**Activity**
Using the records below, transcribe word for word the stretch from the line that contains "pub fn with_metadata(mut" through the line that contains "pub fn new(channel: &str, event: &str)", both end lines included, and nothing else.
:::::
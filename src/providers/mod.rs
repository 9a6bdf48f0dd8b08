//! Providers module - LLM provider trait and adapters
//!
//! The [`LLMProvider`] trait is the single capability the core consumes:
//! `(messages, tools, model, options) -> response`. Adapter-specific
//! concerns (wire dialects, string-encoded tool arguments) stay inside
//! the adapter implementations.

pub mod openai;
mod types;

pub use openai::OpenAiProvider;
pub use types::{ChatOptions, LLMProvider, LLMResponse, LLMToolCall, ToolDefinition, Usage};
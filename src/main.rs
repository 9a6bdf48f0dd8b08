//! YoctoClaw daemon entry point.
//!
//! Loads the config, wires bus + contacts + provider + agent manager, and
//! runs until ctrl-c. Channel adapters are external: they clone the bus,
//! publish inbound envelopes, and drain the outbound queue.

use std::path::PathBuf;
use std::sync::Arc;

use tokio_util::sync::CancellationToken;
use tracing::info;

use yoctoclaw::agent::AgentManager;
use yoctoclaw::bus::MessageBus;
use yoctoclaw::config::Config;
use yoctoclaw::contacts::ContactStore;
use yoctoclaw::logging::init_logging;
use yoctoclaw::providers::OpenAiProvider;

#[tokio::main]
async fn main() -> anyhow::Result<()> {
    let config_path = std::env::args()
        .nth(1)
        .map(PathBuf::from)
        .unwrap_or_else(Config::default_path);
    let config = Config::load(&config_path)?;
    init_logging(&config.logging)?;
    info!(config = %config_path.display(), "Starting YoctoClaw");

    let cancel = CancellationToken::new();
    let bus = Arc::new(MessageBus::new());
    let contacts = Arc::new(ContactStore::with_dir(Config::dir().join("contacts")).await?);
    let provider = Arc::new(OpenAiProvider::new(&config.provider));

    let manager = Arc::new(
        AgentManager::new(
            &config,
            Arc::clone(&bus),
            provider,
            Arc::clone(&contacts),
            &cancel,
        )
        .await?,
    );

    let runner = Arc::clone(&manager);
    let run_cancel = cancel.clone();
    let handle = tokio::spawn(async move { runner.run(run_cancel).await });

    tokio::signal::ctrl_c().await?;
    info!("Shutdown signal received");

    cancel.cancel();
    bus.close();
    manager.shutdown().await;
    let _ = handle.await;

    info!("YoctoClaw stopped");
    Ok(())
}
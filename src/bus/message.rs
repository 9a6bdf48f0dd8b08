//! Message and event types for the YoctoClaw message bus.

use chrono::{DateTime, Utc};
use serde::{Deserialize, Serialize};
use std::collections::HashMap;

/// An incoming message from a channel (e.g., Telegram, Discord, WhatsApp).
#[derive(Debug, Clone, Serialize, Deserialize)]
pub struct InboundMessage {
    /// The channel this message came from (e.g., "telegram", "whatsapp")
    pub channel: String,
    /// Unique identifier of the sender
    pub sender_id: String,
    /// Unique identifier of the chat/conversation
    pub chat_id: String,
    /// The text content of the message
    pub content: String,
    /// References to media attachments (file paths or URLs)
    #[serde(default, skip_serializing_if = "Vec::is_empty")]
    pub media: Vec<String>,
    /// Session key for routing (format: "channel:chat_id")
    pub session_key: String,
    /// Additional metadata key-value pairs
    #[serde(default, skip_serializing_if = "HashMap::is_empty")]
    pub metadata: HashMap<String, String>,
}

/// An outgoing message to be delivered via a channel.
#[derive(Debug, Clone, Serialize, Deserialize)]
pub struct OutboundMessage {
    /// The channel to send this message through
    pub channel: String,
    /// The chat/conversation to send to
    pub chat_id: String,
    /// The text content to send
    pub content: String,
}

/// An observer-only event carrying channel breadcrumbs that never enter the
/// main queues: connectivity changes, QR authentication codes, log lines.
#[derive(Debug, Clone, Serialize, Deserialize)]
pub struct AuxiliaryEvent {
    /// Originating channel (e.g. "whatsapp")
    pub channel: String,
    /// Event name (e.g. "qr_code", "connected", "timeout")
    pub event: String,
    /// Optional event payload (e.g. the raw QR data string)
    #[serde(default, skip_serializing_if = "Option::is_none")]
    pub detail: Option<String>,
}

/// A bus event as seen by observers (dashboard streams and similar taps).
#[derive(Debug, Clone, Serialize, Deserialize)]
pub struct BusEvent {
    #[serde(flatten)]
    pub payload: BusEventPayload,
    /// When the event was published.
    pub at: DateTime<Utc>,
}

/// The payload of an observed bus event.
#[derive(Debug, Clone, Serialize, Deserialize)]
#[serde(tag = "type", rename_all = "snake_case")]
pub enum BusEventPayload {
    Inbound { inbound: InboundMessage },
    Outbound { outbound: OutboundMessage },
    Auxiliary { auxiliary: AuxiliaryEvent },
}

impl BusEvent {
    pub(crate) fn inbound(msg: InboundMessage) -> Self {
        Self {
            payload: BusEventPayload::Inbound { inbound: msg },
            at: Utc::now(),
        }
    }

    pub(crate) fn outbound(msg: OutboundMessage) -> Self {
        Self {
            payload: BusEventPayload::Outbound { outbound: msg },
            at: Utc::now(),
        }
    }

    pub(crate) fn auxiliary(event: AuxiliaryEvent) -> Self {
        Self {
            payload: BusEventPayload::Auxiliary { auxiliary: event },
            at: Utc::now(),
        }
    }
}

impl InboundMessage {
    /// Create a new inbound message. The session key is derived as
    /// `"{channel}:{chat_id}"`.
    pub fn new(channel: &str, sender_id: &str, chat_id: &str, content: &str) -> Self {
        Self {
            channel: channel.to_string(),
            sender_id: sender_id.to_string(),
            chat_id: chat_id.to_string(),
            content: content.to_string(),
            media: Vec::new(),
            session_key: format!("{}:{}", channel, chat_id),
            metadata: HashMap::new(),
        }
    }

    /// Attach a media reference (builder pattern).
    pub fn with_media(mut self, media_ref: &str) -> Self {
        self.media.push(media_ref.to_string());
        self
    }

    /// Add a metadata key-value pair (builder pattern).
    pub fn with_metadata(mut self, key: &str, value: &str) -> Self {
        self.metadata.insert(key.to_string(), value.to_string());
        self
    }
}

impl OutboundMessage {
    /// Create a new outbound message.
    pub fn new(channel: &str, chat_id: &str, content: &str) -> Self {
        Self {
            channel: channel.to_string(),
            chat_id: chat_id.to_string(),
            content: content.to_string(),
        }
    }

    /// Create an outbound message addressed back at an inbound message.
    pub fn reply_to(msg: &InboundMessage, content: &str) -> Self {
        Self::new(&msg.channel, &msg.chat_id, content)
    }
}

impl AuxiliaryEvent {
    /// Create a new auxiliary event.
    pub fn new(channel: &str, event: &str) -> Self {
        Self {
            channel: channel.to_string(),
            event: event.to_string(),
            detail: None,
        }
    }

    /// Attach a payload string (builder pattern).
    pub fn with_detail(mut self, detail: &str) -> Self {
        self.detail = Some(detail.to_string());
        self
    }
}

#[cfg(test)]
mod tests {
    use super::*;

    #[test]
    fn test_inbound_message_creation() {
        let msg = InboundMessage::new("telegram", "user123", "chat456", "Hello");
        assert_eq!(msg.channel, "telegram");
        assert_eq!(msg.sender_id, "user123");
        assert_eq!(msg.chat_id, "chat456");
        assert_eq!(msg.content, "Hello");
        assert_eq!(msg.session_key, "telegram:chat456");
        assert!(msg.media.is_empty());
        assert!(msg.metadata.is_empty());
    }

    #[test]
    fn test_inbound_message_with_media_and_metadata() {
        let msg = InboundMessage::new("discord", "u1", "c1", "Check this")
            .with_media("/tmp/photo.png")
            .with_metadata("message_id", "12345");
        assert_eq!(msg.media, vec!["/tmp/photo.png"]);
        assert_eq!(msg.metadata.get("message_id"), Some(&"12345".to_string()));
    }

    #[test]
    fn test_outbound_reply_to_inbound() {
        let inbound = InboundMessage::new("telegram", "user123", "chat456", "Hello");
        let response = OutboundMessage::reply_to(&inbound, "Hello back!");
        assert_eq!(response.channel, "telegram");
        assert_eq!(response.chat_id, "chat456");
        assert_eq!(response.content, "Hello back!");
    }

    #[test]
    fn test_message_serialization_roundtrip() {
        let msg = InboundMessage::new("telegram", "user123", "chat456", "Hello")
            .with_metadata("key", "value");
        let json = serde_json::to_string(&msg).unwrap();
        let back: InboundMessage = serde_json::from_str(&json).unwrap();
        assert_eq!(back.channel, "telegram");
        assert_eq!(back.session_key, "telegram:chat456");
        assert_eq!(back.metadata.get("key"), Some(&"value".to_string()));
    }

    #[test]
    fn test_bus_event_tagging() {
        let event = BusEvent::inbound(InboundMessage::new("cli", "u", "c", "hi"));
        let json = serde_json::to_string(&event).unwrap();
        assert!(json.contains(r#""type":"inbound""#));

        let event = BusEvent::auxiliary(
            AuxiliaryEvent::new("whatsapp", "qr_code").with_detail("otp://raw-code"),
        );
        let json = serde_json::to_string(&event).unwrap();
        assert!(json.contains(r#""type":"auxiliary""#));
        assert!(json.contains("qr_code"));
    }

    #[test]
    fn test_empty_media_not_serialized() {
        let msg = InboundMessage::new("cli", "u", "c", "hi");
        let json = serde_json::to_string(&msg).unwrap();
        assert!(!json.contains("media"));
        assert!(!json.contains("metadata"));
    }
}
:::::
**Response**
    pub fn with_metadata(mut self, key: &str, value: &str) -> Self {
        self.metadata.insert(key.to_string(), value.to_string());
        self
    }
}

impl OutboundMessage {
    /// Create a new outbound message.
    pub fn new(channel: &str, chat_id: &str, content: &str) -> Self {
        Self {
            channel: channel.to_string(),
            chat_id: chat_id.to_string(),
            content: content.to_string(),
        }
    }

    /// Create an outbound message addressed back at an inbound message.
    pub fn reply_to(msg: &InboundMessage, content: &str) -> Self {
        Self::new(&msg.channel, &msg.chat_id, content)
    }
}

impl AuxiliaryEvent {
    /// Create a new auxiliary event.
    pub fn new(channel: &str, event: &str) -> Self {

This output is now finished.